Rampage (1963) ***

A more misleading title you’d struggle to find. There’s no sign of a rampage until the last 20 minutes, and even then it plays out on a rooftop in a city. Not a patch, action-wise, on Howard Hawks’ Hatari! the previous year, but sharing the female lead Elsa Martinelli. More romantic drama than jungle adventurer, and not much Malaysian jungle at that given Hawaii was the stand-in.

Big on metaphor, women viewed as trophies to boost the male ego or requiring male protection. Surprisingly contemporary with reference to the grooming of young women. Though Hatari! went down the same line, hunting animals for zoos rather than sport, this again take  contemporary approach, animal conservation seen as a battle of cultures, between men for whom shooting an elephant or a rhino reinforces their macho tendencies, and those who want to preserve rare wildlife for future generations.  

Trapper Harry (Robert Mitchum) and hunter Otto (Jack Hawkins) team up to capture for a German zoo two tigers and a legendary panther-like creature known as “The Enchantress.” From the outset, sexual tension sizzles between Harry and Otto’s young partner Anna (Elsa Martinelli). Although Otto is possessive, he permits Anna to take male companions on the assumption that she will always return to him.

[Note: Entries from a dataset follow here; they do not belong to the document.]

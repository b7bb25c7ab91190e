//! 配置管理模块
//!
//! 支持多层配置文件加载，环境变量覆盖，以及类型安全的配置访问。
//! 各服务的业务配置段（如积分规则、等级表）由服务自行定义结构体，
//! 通过 [`load_layered`] 从同一组配置源反序列化。

use config::{Config, ConfigBuilder, ConfigError, Environment, File, builder::DefaultState};
use serde::Deserialize;
use serde::de::DeserializeOwned;
use std::path::Path;

use crate::observability::ObservabilityConfig;

/// 环境变量前缀（LOYALTY_OBSERVABILITY__LOG_LEVEL -> observability.log_level）
pub const ENV_PREFIX: &str = "LOYALTY";

/// 应用配置
#[derive(Debug, Clone, Deserialize)]
#[serde(default)]
pub struct AppConfig {
    pub service_name: String,
    pub environment: String,
    pub observability: ObservabilityConfig,
}

impl Default for AppConfig {
    fn default() -> Self {
        Self {
            service_name: "loyalty-engine".to_string(),
            environment: "development".to_string(),
            observability: ObservabilityConfig::default(),
        }
    }
}

impl AppConfig {
    /// 从配置文件和环境变量加载配置
    ///
    /// 加载顺序（后加载的会覆盖先加载的同名配置项）：
    /// 1. config/default.toml（默认配置）
    /// 2. config/{environment}.toml（环境特定配置）
    /// 3. config/{service_name}.toml（服务特定配置）
    /// 4. 环境变量（LOYALTY_ 前缀，层级用 `__` 分隔）
    pub fn load(service_name: &str) -> Result<Self, ConfigError> {
        let mut config: Self = load_layered(service_name)?;
        config.observability = config.observability.with_service_name(&config.service_name);
        Ok(config)
    }

    /// 是否为生产环境
    pub fn is_production(&self) -> bool {
        self.environment == "production"
    }
}

/// 按标准分层顺序加载任意配置结构
///
/// `.env` 文件存在时先载入进程环境；`LOYALTY_ENV` 决定环境名（默认 development），
/// `CONFIG_DIR` 决定配置目录（默认 `config`）。
pub fn load_layered<T: DeserializeOwned>(service_name: &str) -> Result<T, ConfigError> {
    // .env 不存在属于正常情况
    let _ = dotenvy::dotenv();

    let env = std::env::var("LOYALTY_ENV").unwrap_or_else(|_| "development".to_string());
    let config_dir = std::env::var("CONFIG_DIR").unwrap_or_else(|_| "config".to_string());

    load_from_dir(service_name, &env, Path::new(&config_dir))
}

/// 从指定目录加载配置（不读取 `.env`，便于测试）
pub fn load_from_dir<T: DeserializeOwned>(
    service_name: &str,
    env: &str,
    config_dir: &Path,
) -> Result<T, ConfigError> {
    builder(service_name, env, config_dir)?
        .build()?
        .try_deserialize()
}

fn builder(
    service_name: &str,
    env: &str,
    config_dir: &Path,
) -> Result<ConfigBuilder<DefaultState>, ConfigError> {
    Ok(Config::builder()
        .set_default("service_name", service_name)?
        .set_default("environment", env)?
        .add_source(File::from(config_dir.join("default.toml")).required(false))
        .add_source(File::from(config_dir.join(format!("{}.toml", env))).required(false))
        .add_source(File::from(config_dir.join(format!("{}.toml", service_name))).required(false))
        .add_source(
            Environment::with_prefix(ENV_PREFIX)
                .prefix_separator("_")
                .separator("__")
                .try_parsing(true),
        ))
}

#[cfg(test)]
mod tests {
    use super::*;
    use std::fs;

    fn temp_config_dir(name: &str) -> std::path::PathBuf {
        let dir = std::env::temp_dir().join(format!("{}-{}", name, uuid::Uuid::new_v4()));
        fs::create_dir_all(&dir).unwrap();
        dir
    }

    #[test]
    fn test_default_config() {
        let config = AppConfig::default();
        assert_eq!(config.service_name, "loyalty-engine");
        assert_eq!(config.observability.metrics_port, 9090);
        assert!(!config.is_production());
    }

    #[test]
    fn test_load_without_files_uses_defaults() {
        let dir = temp_config_dir("loyalty-empty");
        let config: AppConfig = load_from_dir("loyalty-engine", "test", &dir).unwrap();

        assert_eq!(config.service_name, "loyalty-engine");
        assert_eq!(config.environment, "test");
        assert_eq!(config.observability.log_level, "info");
    }

    #[test]
    fn test_service_file_overrides_default_file() {
        let dir = temp_config_dir("loyalty-layered");
        fs::write(
            dir.join("default.toml"),
            "[observability]\nlog_level = \"warn\"\nmetrics_port = 9100\n",
        )
        .unwrap();
        fs::write(
            dir.join("loyalty-engine.toml"),
            "[observability]\nlog_level = \"debug\"\n",
        )
        .unwrap();

        let config: AppConfig = load_from_dir("loyalty-engine", "test", &dir).unwrap();
        assert_eq!(config.observability.log_level, "debug");
        assert_eq!(config.observability.metrics_port, 9100);
    }

    #[test]
    fn test_production_flag() {
        let config = AppConfig {
            environment: "production".to_string(),
            ..Default::default()
        };
        assert!(config.is_production());
    }
}
// Copyright 2025 eraflo
//
// Licensed under the Apache License, Version 2.0 (the "License");
// you may not use this file except in compliance with the License.
// You may obtain a copy of the License at
//
//     http://www.apache.org/licenses/LICENSE-2.0
//
// Unless required by applicable law or agreed to in writing, software
// distributed under the License is distributed on an "AS IS" BASIS,
// WITHOUT WARRANTIES OR CONDITIONS OF ANY KIND, either express or implied.
// See the License for the specific language governing permissions and
// limitations under the License.

//! Serialized form of a headless program.
//!
//! ```text
//! repeat: [u8 stage][u32 len][len bytes of UTF-8 source]
//! ```

use glint_core::renderer::api::ShaderStage;

fn stage_tag(stage: ShaderStage) -> u8 {
    match stage {
        ShaderStage::Vertex => 0,
        ShaderStage::Fragment => 1,
    }
}

pub(crate) fn encode(stages: &[(ShaderStage, String)]) -> Vec<u8> {
    let mut bytes = Vec::new();
    for (stage, text) in stages {
        bytes.push(stage_tag(*stage));
        bytes.extend_from_slice(&(text.len() as u32).to_le_bytes());
        bytes.extend_from_slice(text.as_bytes());
    }
    bytes
}

/// `None` if the payload is malformed.
pub(crate) fn decode(mut bytes: &[u8]) -> Option<Vec<(ShaderStage, String)>> {
    let mut stages = Vec::new();
    while let Some((&tag, rest)) = bytes.split_first() {
        let stage = match tag {
            0 => ShaderStage::Vertex,
            1 => ShaderStage::Fragment,
            _ => return None,
        };
        let (len, rest) = rest.split_first_chunk::<4>()?;
        let len = u32::from_le_bytes(*len) as usize;
        if rest.len() < len {
            return None;
        }
        let (text, rest) = rest.split_at(len);
        stages.push((stage, String::from_utf8(text.to_vec()).ok()?));
        bytes = rest;
    }
    Some(stages)
}

#[cfg(test)]
mod tests {
    use super::*;

    #[test]
    fn stages_survive_encoding() {
        let stages = vec![
            (ShaderStage::Vertex, "void main() {}".to_string()),
            (ShaderStage::Fragment, String::new()),
        ];
        assert_eq!(decode(&encode(&stages)), Some(stages));
    }

    #[test]
    fn malformed_payloads_are_rejected() {
        assert_eq!(decode(&[7]), None);
        assert_eq!(decode(&[0, 9, 0, 0, 0, b'x']), None);
        assert_eq!(decode(&[]), Some(Vec::new()));
    }
}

Anna’s not quite as submissive as Otto would like to believe and she puts Harry in his place more than once. There’s a 35-year age difference between Otto and Anna. But Harry is disturbed at how they became lovers, persistently asking how soon, after the older man saved the orphaned girl from poverty, he seduced her.

The love triangle is set against a more primitive background where women have no rights and are as likely to be offered up to any passing male. Native guide Talib (Sabu) feels duty-bound to pass his wife onto to Harry. The wife not only acquiesces, but is insulted when the American refuses.

The men represent different cultures, Otto a marksman who prefers to bring his trophies back dead, hanging his virility on every scalp, Harry more emancipated for whom capture is enough. There’s a stand-off with a local tribe when Otto is too hasty with his rifle.

Martinelli does better here in terms of panther, the creature in the film was
more of a leopard with some red marks.

Given the lack of budget and the consequent lack of action, it’s no surprise that the drama revolves around whether Anna will betray her lover. Despite his apparent laid-back approach, Otto watches Anna with an obsessive eye, her potential loss deemed a blow not just to his esteem but a sign of approaching death.

What sets this aside from the submissive female trope is that the decision rests with Anna. Harry certainly doesn’t push his luck and until his pride is dented Otto allows the situation to play out. The shift in Anna’s feelings is discreetly rather than dramatically handled. The traditional bathing scene is used to reveal that Anna is not actually married and therefore neither committing adultery nor under legal obligation.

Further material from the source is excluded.